*To do*
Return the count of lines in the records that include the string "impl", and nothing besides it.

*Source records*
***

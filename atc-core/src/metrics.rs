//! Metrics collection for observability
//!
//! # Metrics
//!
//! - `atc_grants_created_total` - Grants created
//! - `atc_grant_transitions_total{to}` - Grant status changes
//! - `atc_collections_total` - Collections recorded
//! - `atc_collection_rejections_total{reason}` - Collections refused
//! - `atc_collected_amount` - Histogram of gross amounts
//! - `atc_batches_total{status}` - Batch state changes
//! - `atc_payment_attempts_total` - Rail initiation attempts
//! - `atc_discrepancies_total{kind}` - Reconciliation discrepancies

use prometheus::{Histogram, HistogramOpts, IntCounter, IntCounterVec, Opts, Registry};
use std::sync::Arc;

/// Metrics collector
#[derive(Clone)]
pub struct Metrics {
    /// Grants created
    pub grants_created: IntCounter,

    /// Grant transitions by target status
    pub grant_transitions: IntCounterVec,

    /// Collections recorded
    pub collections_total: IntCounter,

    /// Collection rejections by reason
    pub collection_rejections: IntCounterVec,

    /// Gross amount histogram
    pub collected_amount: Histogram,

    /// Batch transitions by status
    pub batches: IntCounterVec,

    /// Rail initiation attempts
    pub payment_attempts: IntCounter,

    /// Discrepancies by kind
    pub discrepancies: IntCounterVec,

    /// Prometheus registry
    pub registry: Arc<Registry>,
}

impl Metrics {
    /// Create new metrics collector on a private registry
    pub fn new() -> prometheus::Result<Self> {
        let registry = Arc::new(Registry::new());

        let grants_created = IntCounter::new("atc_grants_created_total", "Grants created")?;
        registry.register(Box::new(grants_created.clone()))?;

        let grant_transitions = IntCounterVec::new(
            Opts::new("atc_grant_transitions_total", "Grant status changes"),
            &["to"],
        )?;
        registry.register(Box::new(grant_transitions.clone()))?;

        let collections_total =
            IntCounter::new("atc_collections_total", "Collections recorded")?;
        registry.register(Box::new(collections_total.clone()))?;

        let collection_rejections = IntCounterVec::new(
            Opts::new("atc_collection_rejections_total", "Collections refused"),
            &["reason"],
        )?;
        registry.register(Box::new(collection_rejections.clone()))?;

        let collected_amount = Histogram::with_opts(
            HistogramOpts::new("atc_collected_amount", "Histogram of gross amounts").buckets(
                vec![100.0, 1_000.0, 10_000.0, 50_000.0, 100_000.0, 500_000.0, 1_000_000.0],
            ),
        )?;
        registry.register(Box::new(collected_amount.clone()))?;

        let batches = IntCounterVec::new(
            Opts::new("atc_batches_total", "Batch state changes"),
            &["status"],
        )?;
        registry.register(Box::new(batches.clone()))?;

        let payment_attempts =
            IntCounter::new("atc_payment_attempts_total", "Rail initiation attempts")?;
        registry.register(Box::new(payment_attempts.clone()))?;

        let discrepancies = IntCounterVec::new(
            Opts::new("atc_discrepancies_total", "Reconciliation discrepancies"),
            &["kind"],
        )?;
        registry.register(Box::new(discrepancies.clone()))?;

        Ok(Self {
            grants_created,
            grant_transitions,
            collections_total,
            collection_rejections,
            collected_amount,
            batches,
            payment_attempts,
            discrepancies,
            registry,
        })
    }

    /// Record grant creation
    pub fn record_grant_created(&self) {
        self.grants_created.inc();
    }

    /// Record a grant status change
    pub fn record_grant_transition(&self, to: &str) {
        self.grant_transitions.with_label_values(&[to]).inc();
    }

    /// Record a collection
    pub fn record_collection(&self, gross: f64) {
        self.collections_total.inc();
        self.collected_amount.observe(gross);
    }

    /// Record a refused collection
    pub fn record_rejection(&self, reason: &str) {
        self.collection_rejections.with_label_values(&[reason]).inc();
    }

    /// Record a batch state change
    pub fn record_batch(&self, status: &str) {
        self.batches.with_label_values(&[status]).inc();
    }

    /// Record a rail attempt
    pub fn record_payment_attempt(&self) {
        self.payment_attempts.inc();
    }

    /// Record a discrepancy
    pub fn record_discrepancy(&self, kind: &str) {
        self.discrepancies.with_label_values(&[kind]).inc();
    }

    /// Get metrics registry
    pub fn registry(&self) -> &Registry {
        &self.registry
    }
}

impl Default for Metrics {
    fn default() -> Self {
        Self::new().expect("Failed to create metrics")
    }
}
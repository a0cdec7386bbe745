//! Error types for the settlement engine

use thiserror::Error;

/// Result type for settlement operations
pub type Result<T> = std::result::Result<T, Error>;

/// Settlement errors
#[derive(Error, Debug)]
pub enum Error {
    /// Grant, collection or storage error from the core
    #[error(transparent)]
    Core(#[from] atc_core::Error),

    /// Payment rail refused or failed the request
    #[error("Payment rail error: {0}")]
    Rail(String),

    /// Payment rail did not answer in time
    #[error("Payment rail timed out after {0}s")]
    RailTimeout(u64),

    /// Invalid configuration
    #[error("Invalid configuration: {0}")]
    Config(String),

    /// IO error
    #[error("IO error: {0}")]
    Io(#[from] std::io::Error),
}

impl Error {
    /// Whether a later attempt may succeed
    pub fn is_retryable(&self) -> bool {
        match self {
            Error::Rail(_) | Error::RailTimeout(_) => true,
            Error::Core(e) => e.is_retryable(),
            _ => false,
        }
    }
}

***

*Exercise answer*
3